**What is needed**
Could you retype, exactly as written, every line from the top of the records through the line that contains "serials since 1899-12-30"?

-------- Records provided

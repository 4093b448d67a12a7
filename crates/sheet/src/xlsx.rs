use crate::book::Book;
use crate::cell::CellValue;
use crate::error::Result;
use crate::sheet::Sheet;
use calamine::{open_workbook, Data, Reader, Xlsx};
use rust_xlsxwriter::{Workbook, Worksheet};
use std::fs::File;
use std::io::BufReader;
use std::path::Path;
use tracing::debug;

/// Padding added on top of the widest cell when sizing a column.
pub const COLUMN_WIDTH_PADDING: usize = 2;

/// Convert calamine Data to CellValue
fn data_to_cell_value(data: &Data) -> CellValue {
    match data {
        Data::Empty => CellValue::Null,
        Data::Bool(b) => CellValue::Bool(*b),
        Data::Int(i) => CellValue::Int(*i),
        Data::Float(f) => CellValue::Float(*f),
        Data::String(s) => CellValue::String(s.clone()),
        Data::DateTime(dt) => {
            // Excel stores dates as day serials since 1899-12-30
            CellValue::Float(dt.as_f64())
        }
        Data::DateTimeIso(s) => CellValue::String(s.clone()),
        Data::DurationIso(s) => CellValue::String(s.clone()),
        Data::Error(e) => CellValue::String(format!("#ERROR: {e:?}")),
    }
}

impl Sheet {
    /// Column widths for display: the widest cell per column, header
    /// included, plus [`COLUMN_WIDTH_PADDING`].
    ///
    /// Rows shorter than the header contribute nothing for their missing
    /// cells, as does `Null` (it has no string value).
    #[must_use]
    pub fn column_widths(&self) -> Vec<usize> {
        let mut widths = vec![0usize; self.col_count()];
        for row in self.rows() {
            for (col, width) in widths.iter_mut().enumerate() {
                if let Some(cell) = row.get(col) {
                    *width = usize::max(*width, cell.display_width());
                }
            }
        }

        for width in &mut widths {
            *width += COLUMN_WIDTH_PADDING;
        }
        widths
    }

    /// Write sheet data to a worksheet, then size its columns
    fn write_to_worksheet(&self, worksheet: &mut Worksheet) -> Result<()> {
        worksheet.set_name(self.name())?;

        for (row_idx, row) in self.data().iter().enumerate() {
            for (col_idx, cell) in row.iter().enumerate() {
                let row_num = row_idx as u32;
                let col_num = col_idx as u16;

                match cell {
                    CellValue::Null => {} // Leave empty
                    CellValue::Bool(b) => {
                        worksheet.write_boolean(row_num, col_num, *b)?;
                    }
                    CellValue::Int(i) => {
                        // Excel stores all numbers as f64; integers beyond
                        // 2^53 may lose precision
                        worksheet.write_number(row_num, col_num, *i as f64)?;
                    }
                    CellValue::Float(f) => {
                        worksheet.write_number(row_num, col_num, *f)?;
                    }
                    CellValue::String(s) => {
                        worksheet.write_string(row_num, col_num, s)?;
                    }
                }
            }
        }

        for (col_idx, width) in self.column_widths().into_iter().enumerate() {
            worksheet.set_column_width(col_idx as u16, width as f64)?;
        }

        Ok(())
    }
}

impl Book {
    /// Load a book from an Excel file (all sheets, in file order)
    ///
    /// Row 0 of each sheet is treated as its header row and used to name
    /// the sheet's columns.
    ///
    /// # Errors
    ///
    /// Returns error if the file cannot be opened or read; nothing is
    /// written anywhere on failure.
    pub fn from_xlsx<P: AsRef<Path>>(path: P) -> Result<Self> {
        let mut workbook: Xlsx<BufReader<File>> = open_workbook(path.as_ref())?;

        let sheet_names: Vec<String> = workbook
            .sheet_names()
            .iter()
            .map(ToString::to_string)
            .collect();
        let mut book = Book::new();

        for sheet_name in sheet_names {
            let range = workbook.worksheet_range(&sheet_name)?;

            let mut data: Vec<Vec<CellValue>> = Vec::new();
            for row in range.rows() {
                let row_data: Vec<CellValue> = row.iter().map(data_to_cell_value).collect();
                data.push(row_data);
            }

            let mut sheet = Sheet::with_name(&sheet_name);
            *sheet.data_mut() = data;

            if sheet.row_count() > 0 {
                // Ignore duplicate column name errors when loading
                if let Err(err) = sheet.name_columns_by_row(0) {
                    debug!(sheet = %sheet_name, %err, "columns left unnamed");
                }
            }

            book.add_sheet(&sheet_name, sheet)?;
        }

        Ok(book)
    }

    /// Save the book to an Excel file
    ///
    /// One worksheet per sheet, in insertion order, with columns sized to
    /// their widest cell plus padding. The workbook only exists on disk
    /// once the whole write session has completed.
    ///
    /// # Errors
    ///
    /// Returns error if the file cannot be created or written.
    pub fn save_as_xlsx<P: AsRef<Path>>(&self, path: P) -> Result<()> {
        let mut workbook = Workbook::new();

        for (_, sheet) in self.sheets() {
            let worksheet = workbook.add_worksheet();
            sheet.write_to_worksheet(worksheet)?;
        }

        workbook.save(path.as_ref())?;
        Ok(())
    }
}
//! # sccm-export
//!
//! Pulls inventory tables out of the SCCM database and writes them to one
//! workbook, with a `"Y"` inclusion marker column beside every original
//! column for later manual curation.

use anyhow::{Context, Result};
use clap::Parser;
use indexmap::IndexMap;
use odbc_api::Environment;
use sccmkit_db::{Credentials, OdbcDataSource};
use sccmkit_pipeline::export_inventory;
use std::path::PathBuf;
use tracing::info;
use tracing_subscriber::EnvFilter;

/// Export SCCM inventory to a curatable workbook
#[derive(Parser)]
#[command(name = "sccm-export")]
#[command(author, version, about = "Export SCCM inventory to a curatable workbook", long_about = None)]
struct Cli {
    /// Credentials file (key=value lines)
    #[arg(short, long, default_value = "credentials.txt")]
    credentials: PathBuf,

    /// Output workbook
    #[arg(short, long, default_value = "sccm_data.xlsx")]
    output: PathBuf,
}

fn main() -> Result<()> {
    // Initialize logging
    tracing_subscriber::fmt()
        .with_env_filter(
            EnvFilter::try_from_default_env().unwrap_or_else(|_| EnvFilter::new("info")),
        )
        .init();

    let cli = Cli::parse();

    let credentials = Credentials::from_file(&cli.credentials).with_context(|| {
        format!(
            "Failed to read credentials from: {}",
            cli.credentials.display()
        )
    })?;

    let environment = Environment::new()?;
    let mut source = OdbcDataSource::connect(&environment, &credentials.connection_string())
        .context("Failed to connect to the database")?;

    export_inventory(&mut source, &inventory_queries(), &cli.output)
        .with_context(|| format!("Failed to export inventory to: {}", cli.output.display()))?;

    drop(source);
    info!("database connection closed");
    Ok(())
}

/// The default inventory query set; one workbook sheet per entry, in this
/// order.
fn inventory_queries() -> IndexMap<String, String> {
    IndexMap::from([
        (
            "Hardware Inventory".to_string(),
            r"
                SELECT
                    v_GS_COMPUTER_SYSTEM.Name0 AS ComputerName,
                    v_GS_PROCESSOR.Name0 AS ProcessorName,
                    v_GS_PROCESSOR.NumberOfCores0 AS NumberOfCores,
                    v_GS_X86_PC_MEMORY.TotalPhysicalMemory0 AS TotalPhysicalMemory
                FROM
                    v_GS_COMPUTER_SYSTEM
                JOIN
                    v_GS_PROCESSOR ON v_GS_COMPUTER_SYSTEM.ResourceID = v_GS_PROCESSOR.ResourceID
                JOIN
                    v_GS_X86_PC_MEMORY ON v_GS_COMPUTER_SYSTEM.ResourceID = v_GS_X86_PC_MEMORY.ResourceID
            "
            .to_string(),
        ),
        (
            "Software Inventory".to_string(),
            r"
                SELECT
                    v_GS_ADD_REMOVE_PROGRAMS.DisplayName0 AS SoftwareName,
                    v_GS_ADD_REMOVE_PROGRAMS.Version0 AS Version,
                    v_GS_ADD_REMOVE_PROGRAMS.Publisher0 AS Publisher,
                    v_GS_COMPUTER_SYSTEM.Name0 AS ComputerName
                FROM
                    v_GS_ADD_REMOVE_PROGRAMS
                JOIN
                    v_GS_COMPUTER_SYSTEM ON v_GS_ADD_REMOVE_PROGRAMS.ResourceID = v_GS_COMPUTER_SYSTEM.ResourceID
            "
            .to_string(),
        ),
        (
            "Backup Status".to_string(),
            r"
                SELECT
                    v_GS_BACKUPSTATUS.BackupDateTime0 AS BackupDateTime,
                    v_GS_BACKUPSTATUS.BackupStatus0 AS BackupStatus,
                    v_GS_COMPUTER_SYSTEM.Name0 AS ComputerName
                FROM
                    v_GS_BACKUPSTATUS
                JOIN
                    v_GS_COMPUTER_SYSTEM ON v_GS_BACKUPSTATUS.ResourceID = v_GS_COMPUTER_SYSTEM.ResourceID
            "
            .to_string(),
        ),
    ])
}
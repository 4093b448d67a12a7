//! # sccm-filter
//!
//! Re-reads a curated export workbook and writes the subset of rows whose
//! marker columns all still read `"Y"`, with the markers dropped.

use anyhow::{Context, Result};
use clap::Parser;
use sccmkit_pipeline::filter_workbook;
use std::path::PathBuf;
use tracing_subscriber::EnvFilter;

/// Filter a curated SCCM export workbook by its marker columns
#[derive(Parser)]
#[command(name = "sccm-filter")]
#[command(author, version, about = "Filter a curated SCCM export workbook", long_about = None)]
struct Cli {
    /// Input workbook (as produced by sccm-export)
    #[arg(short, long, default_value = "sccm_data.xlsx")]
    input: PathBuf,

    /// Output workbook
    #[arg(short, long, default_value = "filtered_sccm_data.xlsx")]
    output: PathBuf,
}

fn main() -> Result<()> {
    // Initialize logging
    tracing_subscriber::fmt()
        .with_env_filter(
            EnvFilter::try_from_default_env().unwrap_or_else(|_| EnvFilter::new("info")),
        )
        .init();

    let cli = Cli::parse();

    filter_workbook(&cli.input, &cli.output).with_context(|| {
        format!(
            "Failed to filter {} into {}",
            cli.input.display(),
            cli.output.display()
        )
    })?;

    Ok(())
}

#[cfg(test)]
mod tests {
    use super::*;

    #[test]
    fn test_cli_defaults() {
        let cli = Cli::parse_from(["sccm-filter"]);
        assert_eq!(cli.input, PathBuf::from("sccm_data.xlsx"));
        assert_eq!(cli.output, PathBuf::from("filtered_sccm_data.xlsx"));
    }

    #[test]
    fn test_cli_overrides() {
        let cli = Cli::parse_from(["sccm-filter", "-i", "curated.xlsx", "-o", "subset.xlsx"]);
        assert_eq!(cli.input, PathBuf::from("curated.xlsx"));
        assert_eq!(cli.output, PathBuf::from("subset.xlsx"));
    }
}
use serde::{Deserialize, Serialize};
use std::fmt;

/// Represents a cell value in a sheet
#[derive(Debug, Clone, PartialEq, Serialize, Deserialize)]
#[serde(untagged)]
pub enum CellValue {
    Null,
    Bool(bool),
    Int(i64),
    Float(f64),
    String(String),
}

impl CellValue {
    /// Check if the value is null
    #[must_use]
    pub fn is_null(&self) -> bool {
        matches!(self, CellValue::Null)
    }

    /// Try to get the value as a boolean
    #[must_use]
    pub fn as_bool(&self) -> Option<bool> {
        match self {
            CellValue::Bool(b) => Some(*b),
            CellValue::Int(i) => Some(*i != 0),
            CellValue::Float(f) => Some(*f != 0.0),
            CellValue::String(s) => s.parse().ok(),
            CellValue::Null => None,
        }
    }

    /// Try to get the value as an integer
    #[must_use]
    pub fn as_int(&self) -> Option<i64> {
        match self {
            CellValue::Int(i) => Some(*i),
            CellValue::Float(f) => Some(*f as i64),
            CellValue::Bool(b) => Some(i64::from(*b)),
            CellValue::String(s) => s.parse().ok(),
            CellValue::Null => None,
        }
    }

    /// Try to get the value as a float
    #[must_use]
    pub fn as_float(&self) -> Option<f64> {
        match self {
            CellValue::Float(f) => Some(*f),
            CellValue::Int(i) => Some(*i as f64),
            CellValue::Bool(b) => Some(if *b { 1.0 } else { 0.0 }),
            CellValue::String(s) => s.parse().ok(),
            CellValue::Null => None,
        }
    }

    /// Get the value as a string
    #[must_use]
    pub fn as_str(&self) -> String {
        match self {
            CellValue::Null => String::new(),
            CellValue::Bool(b) => b.to_string(),
            CellValue::Int(i) => i.to_string(),
            CellValue::Float(f) => f.to_string(),
            CellValue::String(s) => s.clone(),
        }
    }

    /// Display width of the cell's string value, in characters.
    /// A null cell has no string value and contributes zero width.
    #[must_use]
    pub fn display_width(&self) -> usize {
        match self {
            CellValue::Null => 0,
            other => other.as_str().chars().count(),
        }
    }

    /// Parse a string into a `CellValue` with type inference
    /// Tries: null -> bool -> int -> float -> string
    #[must_use]
    pub fn parse(s: &str) -> CellValue {
        let trimmed = s.trim();

        // Check for null/empty
        if trimmed.is_empty() {
            return CellValue::Null;
        }

        // Check for boolean (note: "1"/"0" are parsed as Int, not Bool)
        match trimmed.to_lowercase().as_str() {
            "true" => return CellValue::Bool(true),
            "false" => return CellValue::Bool(false),
            _ => {}
        }

        // Check for integer
        if let Ok(i) = trimmed.parse::<i64>() {
            return CellValue::Int(i);
        }

        // Check for float
        if let Ok(f) = trimmed.parse::<f64>() {
            return CellValue::Float(f);
        }

        // Default to string
        CellValue::String(s.to_string())
    }
}

impl Default for CellValue {
    fn default() -> Self {
        CellValue::Null
    }
}

impl fmt::Display for CellValue {
    fn fmt(&self, f: &mut fmt::Formatter<'_>) -> fmt::Result {
        match self {
            CellValue::Null => write!(f, ""),
            CellValue::Bool(b) => write!(f, "{b}"),
            CellValue::Int(i) => write!(f, "{i}"),
            CellValue::Float(fl) => write!(f, "{fl}"),
            CellValue::String(s) => write!(f, "{s}"),
        }
    }
}

impl From<bool> for CellValue {
    fn from(b: bool) -> Self {
        CellValue::Bool(b)
    }
}

impl From<i64> for CellValue {
    fn from(i: i64) -> Self {
        CellValue::Int(i)
    }
}

impl From<i32> for CellValue {
    fn from(i: i32) -> Self {
        CellValue::Int(i64::from(i))
    }
}

impl From<f64> for CellValue {
    fn from(f: f64) -> Self {
        CellValue::Float(f)
    }
}

impl From<String> for CellValue {
    fn from(s: String) -> Self {
        CellValue::String(s)
    }
}

impl From<&str> for CellValue {
    fn from(s: &str) -> Self {
        CellValue::String(s.to_string())
    }
}

impl<T: Into<CellValue>> From<Option<T>> for CellValue {
    fn from(opt: Option<T>) -> Self {
        match opt {
            Some(v) => v.into(),
            None => CellValue::Null,
        }
    }
}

----------------

**Answer to the problem**
repository 4093b448d67a12a7
filename crates/sheet/src/xlsx.rs
use crate::book::Book;
use crate::cell::CellValue;
use crate::error::Result;
use crate::sheet::Sheet;
use calamine::{open_workbook, Data, Reader, Xlsx};
use rust_xlsxwriter::{Workbook, Worksheet};
use std::fs::File;
use std::io::BufReader;
use std::path::Path;
use tracing::debug;

/// Padding added on top of the widest cell when sizing a column.
pub const COLUMN_WIDTH_PADDING: usize = 2;

/// Convert calamine Data to CellValue
fn data_to_cell_value(data: &Data) -> CellValue {
    match data {
        Data::Empty => CellValue::Null,
        Data::Bool(b) => CellValue::Bool(*b),
        Data::Int(i) => CellValue::Int(*i),
        Data::Float(f) => CellValue::Float(*f),
        Data::String(s) => CellValue::String(s.clone()),
        Data::DateTime(dt) => {
            // Excel stores dates as day serials since 1899-12-30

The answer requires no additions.